“Of course it’s boring!” Costner shoots back. “That’s the point. Write it down.”
By the end of the movie, Robbins sounds downright articulate while spewing one cliche after another.
“That’s what athletes do,” Fink said. “Basically every interview, in one way or another, sounds like that.”
While clichés permeate every aspect of life, from business to education to the legal community, sports is where they really thrive _ football, in particular. Coaches are downright paranoid about letting out too much information, and they try to pass on that mind-set to the players.
When in doubt (or even scared) about what to say, one tends to fall back on the familiar.

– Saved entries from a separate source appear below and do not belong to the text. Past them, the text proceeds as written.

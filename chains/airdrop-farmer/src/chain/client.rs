use core_logic::{is_transient_message, with_retry, GasConfig, RetryConfig};
use ethers::abi::{Function, Token};
use ethers::prelude::*;
use ethers::types::transaction::eip2718::TypedTransaction;
use ethers::utils::format_units;
use std::sync::Arc;
use std::time::Duration;
use tokio::time::{sleep, Instant};
use tokio_util::sync::CancellationToken;
use tracing::{debug, error, info, warn};

use super::abi::{decode_output, encode_call};
use super::error::{ChainError, SubmitErrorKind};
use super::gas::fetch_safe_gas_price;
use super::registry::{ChainRegistry, ChainSpec};
use super::rpc::{ChainRpc, RpcConnector};
use super::tx::{PreparedTx, TxCall, TxOutcome};
use super::wallet::ChainWallet;
use crate::config::FarmerConfig;

/// Timing and gas knobs shared by every client of a run.
#[derive(Debug, Clone)]
pub struct ClientSettings {
    pub tx_timeout: Duration,
    pub poll_interval: Duration,
    pub http_timeout: Duration,
    pub gas: GasConfig,
    /// Backoff for idempotent reads; submissions are never retried
    pub read_retry: RetryConfig,
}

impl Default for ClientSettings {
    fn default() -> Self {
        Self {
            tx_timeout: Duration::from_secs(120),
            poll_interval: Duration::from_secs(1),
            http_timeout: Duration::from_secs(10),
            gas: GasConfig::default(),
            read_retry: RetryConfig::default(),
        }
    }
}

impl ClientSettings {
    pub fn from_config(config: &FarmerConfig) -> Self {
        Self {
            tx_timeout: config.transaction_timeout(),
            poll_interval: config.receipt_poll_interval(),
            http_timeout: config.http_timeout(),
            gas: config.gas_config(),
            read_retry: RetryConfig::default(),
        }
    }
}

/// Talks to one network on behalf of any number of wallets.
///
/// Built per action and dropped afterwards; it holds no state across runs.
pub struct ChainClient {
    pub(super) spec: Arc<ChainSpec>,
    pub(super) rpc: Arc<dyn ChainRpc>,
    pub(super) settings: ClientSettings,
    pub(super) http: reqwest::Client,
    pub(super) cancel: CancellationToken,
    chain_id: Option<u64>,
}

pub(super) fn to_u128(value: U256) -> u128 {
    if value.bits() > 128 {
        u128::MAX
    } else {
        value.low_u128()
    }
}

pub(super) fn gwei(value: U256) -> String {
    format_units(value, "gwei").unwrap_or_else(|_| value.to_string())
}

/// Fails a multi-step protocol when an intermediate step reverted.
pub(super) fn check_step(step: &'static str, outcome: &TxOutcome) -> Result<(), ChainError> {
    match outcome {
        TxOutcome::Mined {
            hash,
            success: false,
        } => Err(ChainError::StepReverted { step, hash: *hash }),
        _ => Ok(()),
    }
}

impl ChainClient {
    /// Resolves `blockchain` in the registry and verifies connectivity.
    ///
    /// An unknown chain is a configuration error. A node that does not
    /// answer leaves the client disconnected, which callers check with
    /// [`ChainClient::is_connected`].
    pub async fn connect(
        registry: &ChainRegistry,
        blockchain: &str,
        connector: &dyn RpcConnector,
        settings: ClientSettings,
        http: reqwest::Client,
        cancel: CancellationToken,
    ) -> Result<Self, ChainError> {
        let spec = registry.get(blockchain)?;
        let rpc = connector.connect(&spec)?;
        Ok(Self::with_rpc(spec, rpc, settings, http, cancel).await)
    }

    pub async fn with_rpc(
        spec: Arc<ChainSpec>,
        rpc: Arc<dyn ChainRpc>,
        settings: ClientSettings,
        http: reqwest::Client,
        cancel: CancellationToken,
    ) -> Self {
        let chain_id = match rpc.chain_id().await {
            Ok(id) => {
                info!("Successfully connected to {} blockchain.", spec.id);
                Some(id)
            }
            Err(e) => {
                error!("Could not connect to {} blockchain: {}", spec.id, e);
                None
            }
        };

        Self {
            spec,
            rpc,
            settings,
            http,
            cancel,
            chain_id,
        }
    }

    pub fn is_connected(&self) -> bool {
        self.chain_id.is_some()
    }

    pub fn blockchain(&self) -> &str {
        &self.spec.id
    }

    pub fn spec(&self) -> &ChainSpec {
        &self.spec
    }

    pub fn explorer_link(&self, hash: &H256) -> String {
        self.spec.explorer_link(hash)
    }

    fn chain_id(&self) -> Result<u64, ChainError> {
        self.chain_id.ok_or_else(|| ChainError::NotConnected {
            chain: self.spec.id.clone(),
        })
    }

    /// Oracle "safe" price when the chain has an oracle, node price otherwise
    /// or when the oracle fails. Not boosted.
    pub async fn recommended_gas_price(&self) -> Result<U256, ChainError> {
        if let Some(url) = &self.spec.gas_oracle_url {
            match fetch_safe_gas_price(&self.http, url, self.settings.http_timeout).await {
                Ok(price) => return Ok(price),
                Err(e) => warn!("Error fetching gas price : {}. Using node gas price.", e),
            }
        }
        with_retry(&self.settings.read_retry, "eth_gasPrice", || self.rpc.gas_price()).await
    }

    /// Recommended price with the build multiplier applied.
    pub async fn transaction_gas_price(&self) -> Result<U256, ChainError> {
        let recommended = self.recommended_gas_price().await?;
        let boosted = U256::from(self.settings.gas.boosted_price(to_u128(recommended)));
        debug!(
            "Recommended gas price : {} Gwei, using {} Gwei",
            gwei(recommended),
            gwei(boosted)
        );
        Ok(boosted)
    }

    /// Estimates with the real `from`/`value`; known revert-style failures
    /// fall back to the configured default limit.
    pub async fn estimate_gas_limit(&self, tx: &TypedTransaction) -> Result<U256, ChainError> {
        match self.rpc.estimate_gas(tx).await {
            Ok(gas) => Ok(gas),
            Err(e) => {
                let message = e.node_message().map(str::to_string).unwrap_or_else(|| e.to_string());
                if self.spec.error_patterns.allows_gas_fallback(&message) {
                    warn!(
                        "{}. Using default gas limit but transaction may fail.",
                        message
                    );
                    Ok(U256::from(self.settings.gas.limit_fallback()))
                } else {
                    error!("Error estimating gas limit : {}", message);
                    Err(ChainError::GasEstimate(message))
                }
            }
        }
    }

    /// Fills gas, gas price, nonce and chain id for a legacy transaction.
    pub async fn build_transaction(
        &self,
        wallet: &ChainWallet,
        call: &TxCall,
    ) -> Result<TransactionRequest, ChainError> {
        let chain_id = self.chain_id()?;
        let tx = TransactionRequest::new()
            .from(wallet.address)
            .to(call.to)
            .value(call.value)
            .data(call.data.clone())
            .chain_id(chain_id);

        let gas = match call.gas {
            Some(gas) => gas,
            None => self.estimate_gas_limit(&tx.clone().into()).await?,
        };
        let gas_price = match call.gas_price {
            Some(price) => price,
            None => self.transaction_gas_price().await?,
        };
        let nonce = match call.nonce {
            Some(nonce) => nonce,
            None => self.transaction_count(wallet.address, true).await?,
        };

        Ok(tx.gas(gas).gas_price(gas_price).nonce(nonce))
    }

    /// Build, sign, submit and confirm.
    pub async fn send(&self, wallet: &ChainWallet, call: TxCall) -> Result<TxOutcome, ChainError> {
        let tx = self.build_transaction(wallet, &call).await?;
        self.finalize(wallet, tx).await
    }

    /// Signs and submits a built transaction, or returns it unsigned for a
    /// watch-only wallet.
    pub async fn finalize(
        &self,
        wallet: &ChainWallet,
        tx: TransactionRequest,
    ) -> Result<TxOutcome, ChainError> {
        let signer = match wallet.signer() {
            Some(signer) => signer,
            None => {
                debug!("No private key for {}, returning the unsigned transaction", wallet.checksum());
                return Ok(TxOutcome::Prepared(vec![PreparedTx::from_request(
                    &self.spec.id,
                    &tx,
                )]));
            }
        };

        let typed: TypedTransaction = tx.into();
        let signature = signer
            .sign_transaction_sync(&typed)
            .map_err(|e| ChainError::Signing(e.to_string()))?;
        let raw = typed.rlp_signed(&signature);

        let hash = self.submit(raw).await?;
        self.confirm(hash).await
    }

    async fn submit(&self, raw: Bytes) -> Result<H256, ChainError> {
        match self.rpc.send_raw_transaction(raw).await {
            Ok(hash) => {
                info!("Transaction sent : {}", self.explorer_link(&hash));
                Ok(hash)
            }
            Err(e) => {
                let message = e.node_message().map(str::to_string).unwrap_or_else(|| e.to_string());
                let kind = self.spec.error_patterns.classify_submit(&message);
                match kind {
                    SubmitErrorKind::InsufficientFunds => error!(
                        "Insufficient funds for gas * price + value. Check your account balance."
                    ),
                    SubmitErrorKind::Underpriced => error!(
                        "Transaction underpriced, a pending transaction holds this nonce: {}",
                        message
                    ),
                    SubmitErrorKind::NonceTooLow => error!("Nonce already used: {}", message),
                    SubmitErrorKind::AlreadyKnown => {
                        warn!("Node already knows this transaction: {}", message)
                    }
                    SubmitErrorKind::Unclassified => error!(
                        "Unexpected error occurred while sending transaction: {}",
                        message
                    ),
                }
                Err(ChainError::Submit { kind, message })
            }
        }
    }

    async fn confirm(&self, hash: H256) -> Result<TxOutcome, ChainError> {
        let receipt = self.wait_for_receipt(hash).await?;
        let success = receipt.status == Some(U64::from(1));
        if success {
            info!("Transaction succeeded : {}", self.explorer_link(&hash));
        } else {
            warn!("Transaction failed (reverted) : {}", self.explorer_link(&hash));
        }
        Ok(TxOutcome::Mined { hash, success })
    }

    /// Polls for a receipt every `poll_interval` until `tx_timeout`.
    ///
    /// On timeout the transaction is looked up once more to tell a slow
    /// transaction (`TimedOut`) from a dropped one (`NotFound`).
    pub async fn wait_for_receipt(&self, hash: H256) -> Result<TransactionReceipt, ChainError> {
        let deadline = Instant::now() + self.settings.tx_timeout;

        loop {
            if self.cancel.is_cancelled() {
                return Err(ChainError::Cancelled);
            }

            match self.rpc.transaction_receipt(hash).await {
                Ok(Some(receipt)) => return Ok(receipt),
                Ok(None) => {}
                Err(e) => {
                    let message = e.to_string();
                    if is_transient_message(&message) {
                        debug!("Receipt poll failed, retrying: {}", message);
                    } else {
                        error!(
                            "Unexpected error occurred while waiting for transaction to be mined: {}",
                            message
                        );
                        return Err(e);
                    }
                }
            }

            if Instant::now() >= deadline {
                break;
            }

            tokio::select! {
                _ = self.cancel.cancelled() => return Err(ChainError::Cancelled),
                _ = sleep(self.settings.poll_interval) => {}
            }
        }

        match self.rpc.transaction(hash).await {
            Ok(Some(_)) => {
                error!(
                    "Transaction has not been mined after the timeout. You may want to check the transaction manually : {}",
                    self.explorer_link(&hash)
                );
                Err(ChainError::TimedOut {
                    hash,
                    timeout_secs: self.settings.tx_timeout.as_secs(),
                })
            }
            Ok(None) => {
                error!("Transaction not found: {:?}", hash);
                Err(ChainError::NotFound { hash })
            }
            Err(e) => {
                error!("Transaction {:?} status unknown after the timeout: {}", hash, e);
                Err(ChainError::TimedOut {
                    hash,
                    timeout_secs: self.settings.tx_timeout.as_secs(),
                })
            }
        }
    }

    /// Confirmed (`pending = false`) or pending-inclusive transaction count.
    pub async fn transaction_count(
        &self,
        address: Address,
        pending: bool,
    ) -> Result<U256, ChainError> {
        with_retry(&self.settings.read_retry, "eth_getTransactionCount", || {
            self.rpc.transaction_count(address, pending)
        })
        .await
    }

    /// `eth_call` of a view function.
    pub async fn read(
        &self,
        to: Address,
        function: &Function,
        args: &[Token],
    ) -> Result<Vec<Token>, ChainError> {
        let data = encode_call(function, args)?;
        let tx: TypedTransaction = TransactionRequest::new().to(to).data(data).into();
        let output =
            with_retry(&self.settings.read_retry, "eth_call", || self.rpc.call(&tx)).await?;
        decode_output(function, &output)
    }
}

“Something is very comforting when you’ve heard it over and over and over,” said Don Powell, a psychologist and lifelong sports fan who calls himself “Dr. Cliche.” He has a database with nearly 5,000 entries and has put the best of the bunch in a book, “Best Sports Clichés Ever! We’re Taking Them One at a Time.”
“They’re trite but they’re usually true. They do make a lot of sense. That’s why we tend to use them over and over,” Powell said. “They’re also a very efficient form of communication, a way to express something simply that may be a little more complex in nature. … You don’t have to use many words when using a cliche. They’re very visual and hit the nail right on the head.”
With yet another cliche out of the way, let’s get down to business.
There’s a game to be played (remember, only one).
There’s 110 percent to give (good luck finding that last 10 percent).